Later Western coverage of the Starobelsk atrocity has been scant and vague, often treated as unverifiable Russian claims and emphasizing Kiev’s denials.
This week, Russia retaliated with large-scale strikes on Kiev and other Ukrainian cities, as it had announced, responding to the “act of terrorism” in Starobelsk. Russia launched numerous hypersonic and ballistic missiles alongside hundreds of drones. Western air defense systems like the U.S.-made Patriot cannot intercept these hypersonic weapons.
The Russian Ministry of Defense stated that its attacks targeted military facilities, infrastructure, and NATO command centers with success and insisted civilians were not the focus.
A typical example of Western media coverage is a BBC report from June 2 titled: “Ukraine rescuers pull dead from rubble after Russian strikes kill 22 people.”
Western media detailed the rescue of victims from rubble in Kiev, Dnipro, and other locations.
These outlets conveyed Ukrainian government casualty numbers as unquestioned facts and accepted claims that Russian missiles intentionally destroyed residential buildings.
No mention was made that Ukrainian air defense missiles, incapable of intercepting Russian hypersonic weapons, sometimes malfunction and inadvertently hit civilians and their homes.
Moreover, these reports omitted crucial context: that the Russian strikes were retaliatory and legitimate responses to the Starobelsk atrocity.
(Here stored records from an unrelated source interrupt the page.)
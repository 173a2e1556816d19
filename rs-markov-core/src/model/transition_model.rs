use std::collections::HashMap;
use std::fmt::Debug;
use std::hash::Hash;

use log::{debug, trace};
use rand::Rng;

use super::row::Row;
use crate::error::ChainError;

/// Upper bound on the up-front allocation of a generated chain.
const MAX_RESERVED: usize = 1024;

/// Represents a first-order Markov chain over a fixed set of states.
///
/// The model stores one sparse [`Row`] per state. Instead of a square 2D
/// array, the matrix is a map of rows, each row mapping a destination to
/// its weight:
///
/// ```text
///       +-----+-----+-----+
///       |  A  |  B  |  C  |
/// +-----+-----+-----+-----+
/// |  A  |  a  |  b  |  c  |
/// +-----+-----+-----+-----+
/// |  B  |  d  |  e  |  f  |
/// +-----+-----+-----+-----+
/// |  C  |  g  |  h  |  i  |
/// +-----+-----+-----+-----+
/// ```
///
/// where `b` is the weight of the transition `A -> B`. Absent cells are 0.
///
/// # Responsibilities
/// - Count transitions from a training sequence
/// - Normalize counts by the total number of transitions in that sequence
/// - Generate chains by weighted random sampling
/// - Score a chain as the product of its edge weights
///
/// # Invariants
/// - Every state given at construction has exactly one row, never removed
/// - Rows hold raw counts before `train`, and counts divided by the global
///   number of training transitions afterwards. A row therefore sums to its
///   share of all transitions, not to 1.
/// - `train` succeeds at most once
#[derive(Clone, Debug)]
pub struct TransitionModel<S> {
	/// Mapping from a source state to its outgoing edges.
	matrix: HashMap<S, Row<S>>,

	/// Number of transitions observed by training (0 while untrained).
	transitions: usize,

	trained: bool,
}

impl<S: Eq + Hash + Clone + Debug> TransitionModel<S> {
	/// Creates a model with one empty row per state.
	///
	/// Duplicate states are collapsed. An empty input yields a model with no rows.
	pub fn new<I: IntoIterator<Item = S>>(states: I) -> Self {
		let mut matrix = HashMap::new();
		for state in states {
			matrix.entry(state).or_insert_with(Row::new);
		}
		Self { matrix, transitions: 0, trained: false }
	}

	/// Iterates over every known state, in no particular order.
	pub fn states(&self) -> impl Iterator<Item = &S> {
		self.matrix.keys()
	}

	/// Number of known states.
	pub fn len(&self) -> usize {
		self.matrix.len()
	}

	pub fn is_empty(&self) -> bool {
		self.matrix.is_empty()
	}

	/// Returns `true` if `state` belongs to the state set.
	pub fn contains(&self, state: &S) -> bool {
		self.matrix.contains_key(state)
	}

	/// Returns `true` once `train` has succeeded.
	pub fn is_trained(&self) -> bool {
		self.trained
	}

	/// Number of transitions seen by training, used as the normalization denominator.
	pub fn transition_count(&self) -> usize {
		self.transitions
	}

	/// Returns the outgoing edges of `state`, `None` for an unknown state.
	pub fn row(&self, state: &S) -> Option<&Row<S>> {
		self.matrix.get(state)
	}

	/// Returns the weight of the edge `from -> to`.
	///
	/// # Errors
	/// Returns [`ChainError::UnknownState`] if `from` is not a known state.
	pub fn weight(&self, from: &S, to: &S) -> Result<f64, ChainError> {
		self.matrix
			.get(from)
			.map(|row| row.weight(to))
			.ok_or_else(|| ChainError::unknown_state(from))
	}

	/// Trains the model on an ordered sequence of states.
	///
	/// Every consecutive pair `(s1, s2)` increments the edge `s1 -> s2`, then
	/// every weight is divided by `sequence.len() - 1`, the total number of
	/// transitions in the sequence. Rows are deliberately not normalized
	/// individually.
	///
	/// The model is left untouched when an error is returned.
	///
	/// # Errors
	/// - [`ChainError::AlreadyTrained`] on a second call.
	/// - [`ChainError::InvalidInput`] if the sequence has fewer than 2 states.
	/// - [`ChainError::UnknownState`] if the sequence contains a state outside the set.
	pub fn train(&mut self, sequence: &[S]) -> Result<(), ChainError> {
		if self.trained {
			return Err(ChainError::AlreadyTrained);
		}
		if sequence.len() < 2 {
			return Err(ChainError::InvalidInput { len: sequence.len() });
		}
		if let Some(unknown) = sequence.iter().find(|state| !self.matrix.contains_key(*state)) {
			return Err(ChainError::unknown_state(unknown));
		}

		let transitions = sequence.len() - 1;
		self.count_transitions(sequence);
		self.normalize(transitions);

		self.transitions = transitions;
		self.trained = true;
		debug!(
			"trained on {} transitions over {} states",
			transitions,
			self.matrix.len()
		);
		Ok(())
	}

	/// Accumulates raw transition counts. Every state must already have a row.
	fn count_transitions(&mut self, sequence: &[S]) {
		for pair in sequence.windows(2) {
			if let Some(row) = self.matrix.get_mut(&pair[0]) {
				row.add_transition(&pair[1]);
			}
		}
	}

	/// Divides every weight by the global number of transitions.
	fn normalize(&mut self, transitions: usize) {
		let factor = 1.0 / transitions as f64;
		for row in self.matrix.values_mut() {
			row.scale(factor);
		}
	}

	/// Draws the state following `current` according to its row's weights.
	///
	/// # Errors
	/// - [`ChainError::UnknownState`] if `current` is not a known state.
	/// - [`ChainError::NoTransitions`] if its row is empty or weighs 0.
	pub fn next_state<R: Rng + ?Sized>(&self, current: &S, rng: &mut R) -> Result<&S, ChainError> {
		let row = self.matrix.get(current).ok_or_else(|| ChainError::unknown_state(current))?;
		let next = row.sample(rng).ok_or_else(|| ChainError::no_transitions(current))?;
		trace!("{:?} -> {:?}", current, next);
		Ok(next)
	}

	/// Generates a chain of `length + 1` states starting with `start`.
	///
	/// Each step feeds the previously drawn state back into [`Self::next_state`].
	/// No partial chain is returned: the first failing step aborts the whole call.
	///
	/// # Errors
	/// - [`ChainError::UnknownState`] if `start` is not a known state.
	/// - [`ChainError::NoTransitions`] if a state without outgoing edges is
	///   reached before `length` steps.
	pub fn generate_chain<R: Rng + ?Sized>(&self, start: &S, length: usize, rng: &mut R) -> Result<Vec<S>, ChainError> {
		let (mut current, _) = self
			.matrix
			.get_key_value(start)
			.ok_or_else(|| ChainError::unknown_state(start))?;

		// Capped: `length` is caller supplied.
		let mut chain = Vec::with_capacity(length.saturating_add(1).min(MAX_RESERVED));
		chain.push(current.clone());
		for step in 0..length {
			current = self.next_state(current, rng).inspect_err(|e| {
				debug!("chain from {:?} stopped after {} of {} steps: {}", start, step, length, e);
			})?;
			chain.push(current.clone());
		}
		Ok(chain)
	}

	/// Scores a chain as the product of the weights of its consecutive edges.
	///
	/// - An empty chain scores 0.
	/// - A single state scores 1 if known, 0 otherwise.
	/// - Otherwise the first missing edge short-circuits to 0.
	///
	/// Since rows are normalized globally, the result is a product of
	/// joint-frequency weights and is not a conditional probability.
	///
	/// # Errors
	/// Returns [`ChainError::UnknownState`] if the source of an evaluated
	/// pair is not a known state.
	pub fn probability_of_chain(&self, sequence: &[S]) -> Result<f64, ChainError> {
		match sequence {
			[] => Ok(0.0),
			[only] => Ok(if self.contains(only) { 1.0 } else { 0.0 }),
			_ => {
				let mut probability = 1.0;
				for pair in sequence.windows(2) {
					let weight = self.weight(&pair[0], &pair[1])?;
					if weight == 0.0 {
						return Ok(0.0);
					}
					probability *= weight;
				}
				Ok(probability)
			}
		}
	}
}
Where briefly noted, the BBC mentioned: “The Kremlin said on Tuesday [June 2] it was carrying out the ‘systematic strikes’ it had pledged after accusing [Ukraine] of a deadly attack on a student dormitory in an occupied part of eastern Ukraine in late May.”
Several points expose the glaring bias in coverage. Russian missile strikes and their aftermath receive exhaustive condemnation from Kiev and detailed Western reportings labeling it “Russian terrorism.” Yet the killing of 21 students in Starobelsk—pejoratively called “Russian-occupied”—is largely downplayed or dismissed as unverifiable.
Interestingly, the death tolls in both cases are similar, but the Russian college victims earn only brief, sanitized mentions, while Ukrainian casualties dominate headlines.
This disparity is not merely faulty journalism. It reveals the workings of Western propaganda designed to distort the conflict, marginalize victims, and villainize one side entirely, though the side supported by the West more closely fits the definition of criminal terrorism.
Ultimately, the West’s so-called “victim” regime threatens Europe with nuclear devastation, backed by EU and NATO financing and weaponry. The evidence of this grave offense is clear this week, yet Western media remains silent.
Unsurprisingly, such media ignore atrocities like Starobelsk. If they reject reporting on a clear nuclear terror threat, then nothing else merits coverage. Doing so would expose NATO’s war agenda and its elaborate propaganda campaign fueling this conflict.